Putney School of Art and Design 2012 Diploma Show
Private View: Wednesday 4th July 6.30 – 8.30pm
Meet the artist: 5th &12th July 4 – 6pm
Closing Event : 12th 6.30 – 8.30pm
Studio 106 Art Gallery is delighted to announce an exhibition by artists from Putney School of Art and Design. The show is suitably titled 481/8 after the eight exhibiting students and their four hundred and eighty one years combined experience. This is the first time that the annual exhibition has been held at Studio 106 Art Gallery and it will provide an exciting platform for the Putney graduates.
Visitors to the exhibition will have the opportunity to see an eclectic mix of creative ideas, styles and techniques with ceramics, etchings, experimental media, and oils among the works on show. The eight artists represented in the exhibition are – RosieCopeland, Debbie Flatt, Clare Frankl, Margaret Gettens, Zohreh Paykani, Pat Rhodes, Chrissie Soames and Sally Shillito.
Diploma Course director, Jan Malaszek comments -
“This promises to be an accomplished and thought-provoking show and represents the culmination of a two year fine art course during which the students have gradually developed their own artistic personalities and are ready to step forward into the limelight of their first group exhibition.”
Artist Statements
Rosie Copeland has lived in London for nearly 20 years. However, in this exhibition Rosie has returned to her roots with the views and landscapes around her childhood home in Oxfordshire providing the inspiration for her work. Memories, an emotional and physical attachment to place and the passage of time are themes she explores in her paintings.
Debbie Flatt has been painting and working in experimental media for many years, exhibiting and selling works on paper. Since finishing work as a psychotherapist two years ago she has had the freedom to develop her work and ideas through the Diploma course and the opportunity to focus on etching.
Clare Frankl has recently moved from running her own architectural practice back to her first love, ceramics. Triggered by an increasing desire to have a hand-on engagement with the stuff of making, her work seeks to use memory, strengths and vulnerabilities of clay to embody ideas of place and displacement through linked groups of vessels.
Margaret Gettens brings a passion for colour and light to her work centred on the erosion of the North Norfolk coastline and the tenuous relationship between man and nature. The works are a tribute to her father who died in Norfolk last summer and reflect his love of sea and countryside. Margaret will continue her studies after the Diploma at Nottingham University.
Zohreh Paykani. Her experience with watercolours is sufficient to allow her to enjoy using colours with lots of water to produce impulsive marks. Listening to music gives her the excitement and motivation to paint the emotion and movements as she hears it and sees the colours. Spontaneous sketches are initially in watercolour, which are then painted in different media and surfaces.
Pat Rhodes. After a career in teaching Pat decided to return to her interest in art and design before it was too late. Her work centres on the use of logos and branding to promote religious and secular icons using ceramics to explore the theme.
Sally Shillito has always liked life drawing and portraiture, and has lately become interested in painting trees and trying to express the different atmospheres they create.
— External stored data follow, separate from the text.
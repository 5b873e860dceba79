//! Database migration command.
//!
//! # Usage
//!
//! ```bash
//! shopsync migrate
//! ```
//!
//! # Environment Variables
//!
//! - `SHOPSYNC_DATABASE_URL` - SQLite connection string

use super::connect;

/// Apply the engine's embedded migrations.
pub async fn run() -> Result<(), Box<dyn std::error::Error>> {
    let (_config, pool) = connect().await?;

    tracing::info!("Running migrations...");
    shopsync_engine::db::run_migrations(&pool).await?;
    tracing::info!("Migrations complete!");
    Ok(())
}
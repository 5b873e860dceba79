//! Engine configuration loaded from environment variables.
//!
//! Everything the orchestrator and adapters need is passed in explicitly at
//! construction time; nothing reads global configuration from deep inside
//! adapter code.
//!
//! # Environment Variables
//!
//! ## Required
//! - `SHOPSYNC_DATABASE_URL` - SQLite connection string
//!   (e.g. `sqlite://shopsync.db`)
//!
//! ## Optional
//! - `SHOPSYNC_LOOKBACK_DAYS` - order lookback window in days (default: 30)
//! - `SHOPSYNC_HTTP_TIMEOUT_SECS` - upstream call timeout (default: 30)
//! - `SHOPSYNC_MAX_CONCURRENT_STORES` - sweep fan-out bound (default: 4)
//! - `SHOPSYNC_SHOPIFY_API_VERSION` - Shopify Admin API version
//!   (default: 2023-10)

use std::fmt::Display;
use std::str::FromStr;

use secrecy::SecretString;
use thiserror::Error;

const DEFAULT_LOOKBACK_DAYS: i64 = 30;
const DEFAULT_HTTP_TIMEOUT_SECS: u64 = 30;
const DEFAULT_MAX_CONCURRENT_STORES: usize = 4;
const DEFAULT_SHOPIFY_API_VERSION: &str = "2023-10";

/// Configuration errors that can occur during loading.
#[derive(Debug, Error)]
pub enum ConfigError {
    #[error("Missing environment variable: {0}")]
    MissingEnvVar(String),
    #[error("Invalid environment variable {0}: {1}")]
    InvalidEnvVar(String, String),
}

/// Engine configuration.
#[derive(Debug, Clone)]
pub struct SyncConfig {
    /// SQLite database URL (may embed a filesystem path).
    pub database_url: SecretString,
    /// How far back order sweeps look, in days.
    pub lookback_days: i64,
    /// Timeout applied to every upstream HTTP call.
    pub http_timeout_secs: u64,
    /// How many stores a sweep processes concurrently.
    pub max_concurrent_stores: usize,
    /// Shopify Admin REST API version segment.
    pub shopify_api_version: String,
}

impl SyncConfig {
    /// Load configuration from environment variables.
    ///
    /// Calls `dotenvy::dotenv()` to load from a `.env` file if present.
    ///
    /// # Errors
    ///
    /// Returns `ConfigError` if the database URL is missing or an optional
    /// variable fails to parse.
    pub fn from_env() -> Result<Self, ConfigError> {
        // Load .env file if present (ignore errors if not found)
        let _ = dotenvy::dotenv();

        Ok(Self {
            database_url: SecretString::from(get_required_env("SHOPSYNC_DATABASE_URL")?),
            lookback_days: get_parsed_or("SHOPSYNC_LOOKBACK_DAYS", DEFAULT_LOOKBACK_DAYS)?,
            http_timeout_secs: get_parsed_or(
                "SHOPSYNC_HTTP_TIMEOUT_SECS",
                DEFAULT_HTTP_TIMEOUT_SECS,
            )?,
            max_concurrent_stores: get_parsed_or(
                "SHOPSYNC_MAX_CONCURRENT_STORES",
                DEFAULT_MAX_CONCURRENT_STORES,
            )?,
            shopify_api_version: get_env_or_default(
                "SHOPSYNC_SHOPIFY_API_VERSION",
                DEFAULT_SHOPIFY_API_VERSION,
            ),
        })
    }

    /// Configuration with defaults for everything but the database location.
    ///
    /// Useful for tests and for embedding the engine.
    #[must_use]
    pub fn with_database_url(database_url: impl Into<String>) -> Self {
        Self {
            database_url: SecretString::from(database_url.into()),
            lookback_days: DEFAULT_LOOKBACK_DAYS,
            http_timeout_secs: DEFAULT_HTTP_TIMEOUT_SECS,
            max_concurrent_stores: DEFAULT_MAX_CONCURRENT_STORES,
            shopify_api_version: DEFAULT_SHOPIFY_API_VERSION.to_owned(),
        }
    }
}

fn get_required_env(key: &str) -> Result<String, ConfigError> {
    std::env::var(key).map_err(|_| ConfigError::MissingEnvVar(key.to_owned()))
}

fn get_env_or_default(key: &str, default: &str) -> String {
    std::env::var(key).unwrap_or_else(|_| default.to_owned())
}

fn get_parsed_or<T>(key: &str, default: T) -> Result<T, ConfigError>
where
    T: FromStr,
    T::Err: Display,
{
    match std::env::var(key) {
        Err(_) => Ok(default),
        Ok(raw) => raw
            .parse()
            .map_err(|e: T::Err| ConfigError::InvalidEnvVar(key.to_owned(), e.to_string())),
    }
}

#[cfg(test)]
mod tests {
    use super::*;

    #[test]
    fn test_with_database_url_uses_defaults() {
        let config = SyncConfig::with_database_url("sqlite::memory:");
        assert_eq!(config.lookback_days, 30);
        assert_eq!(config.http_timeout_secs, 30);
        assert_eq!(config.max_concurrent_stores, 4);
        assert_eq!(config.shopify_api_version, "2023-10");
    }

    #[test]
    fn test_required_env_reports_missing_variable() {
        // This variable is never set anywhere.
        assert!(matches!(
            get_required_env("SHOPSYNC_TEST_UNSET_VAR"),
            Err(ConfigError::MissingEnvVar(var)) if var == "SHOPSYNC_TEST_UNSET_VAR"
        ));
    }

    #[test]
    fn test_parsed_or_falls_back_to_default() {
        let value: i64 =
            get_parsed_or("SHOPSYNC_TEST_UNSET_VAR", 17).expect("default applies");
        assert_eq!(value, 17);
    }
}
The ongoing sale of the old family house in the countryside, surrounded by trees past and present and a large rambling garden, has given a new depth and scope to this project.
Chrissie Soames. Having experienced working life in central London in the colourful 1960’s as a window dresser and freelance photographer, Chrissie has chosen to explore an earlier darker era. Her work draws on her memories of childhood spent in Pimlico in the 1950’s. She has used personally evocative images and sounds from those formative years to illustrate a cathartic journey into her past.
Putney School of Art and Design offers high quality learning opportunities in the visual arts. It seeks to enable students to realise their creative potential in a flexible way, enabling them to fruitfully progress as artists. The Art and Design Diploma provides specialist, structured study for students of contemporary fine art. Whilst giving a grounding in the core elements of fine art and design practice, the course encourages experimentation and allows for the exploration of a range of media and approaches, giving students the opportunity to develop their interests and their artistic “voice”.